また、不当な不利益には、不当に廉価な対価の設定にとどまらず、拘束期間の長さ、役務提供者からの解約の制限、高額または金額の不明確な違約金条項、報酬額決定を発注者が事後的・独占的に行う契約または事実上の慣行、役務提供者に対する無条件での職務遂行義務を課す契約、アイドルの恋愛禁止ルール等の私生活の自由を制約する付帯条件、枕営業の強要等も含め、広く解釈されるべきである。

3 2 秘密保持義務及び競業避止義務

競業避止義務は、アイドル・タレントの独立の際に問題となる。契約書に明文で、契約解除後一定期間後の芸能活動の禁止・制限、芸名の使用禁止の条項が盛り込まれている場合がある一方、不文律として事実上、事務所が芸能活動を妨害し、芸名の使用を認めない場合もある(タレント能年玲奈は、本名であるにもかかわらず、その使用継続が認められなかった)。

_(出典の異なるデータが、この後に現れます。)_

mod item;
mod playlist;

pub use item::*;
pub use playlist::*;

pub mod directives {
    pub const EXTM3U: &str = "#EXTM3U";
    pub const EXTINF: &str = "#EXTINF";
    /// Prefix of a metadata line carrying the runtime, attributes and title
    pub const EXTINF_PREFIX: &str = "#EXTINF:";
    pub const COMMENT: char = '#';
}
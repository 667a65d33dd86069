mod document;
mod render;

pub use document::*;
pub use render::*;
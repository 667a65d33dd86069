//! # m3u-transform-rs
//! A library for parsing, transforming and generating extended m3u playlists
//!
//! # Example
//! ```rust
//! use m3u_transform_rs::{descriptor::compile_str, format::M3uPlaylist};
//!
//! // 1. Parse
//! let playlist: M3uPlaylist = r#"#EXTM3U
//! #EXTINF:-1 tvg-name="News HD" country="PT",News HD
//! http://example.com/news-hd
//! #EXTINF:-1 tvg-name="News SD" country="PT",News SD
//! http://example.com/news-sd"#
//!     .parse()
//!     .unwrap();
//!
//! // 2. Transform
//! let transformation = compile_str(r#"
//! attributes:
//!   - tag:
//!       source: "tvg-name"
//!       target: "quality"
//!       values: ["SD", "HD"]
//! select-by-attribute:
//!   grouping:
//!     attributes: ["tvg-name"]
//!   selection-attribute: "quality"
//!   preference: ["SD", "HD"]
//! "#).unwrap();
//! let result = playlist.transform(transformation.as_ref());
//! assert_eq!(result.len(), 1);
//!
//! // 3. Generate
//! println!("{}", result);
//! ```

mod builder;
pub mod descriptor;
pub mod format;
mod parser;
pub mod transformation;
pub use parser::*;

特に、明文の規定もないまま、意に反して独立したタレントに対し、テレビ局等に圧力をかけて「干す」という慣行は、将来性あるタレント等の職業生活に甚大な影響を及ぼすものである。

このように競業避止義務、憲法上の職業選択の自由や、人格権を不当に侵害する危険性を有している。

よって、「取引上の地位が優越していると認められる発注者が課す秘密保持義務または競業避止義務が不当に不利益を与えるものである場合には、独占禁止法上の問題となり得る」との結論を支持する。

そして、特に芸能界の業界慣行に鑑みれば、単に契約上競業避止義務が明確に課され、発注者が役務提供者の行動を直接的に制限したり、賠償責任を求めたりするにとどまらず、事実上テレビ局等に働きかける等して間接的に役務提供者がその後の契約に参入することを妨害する行為を広く独占禁止法上の問題となり得るケースと把握すべきである。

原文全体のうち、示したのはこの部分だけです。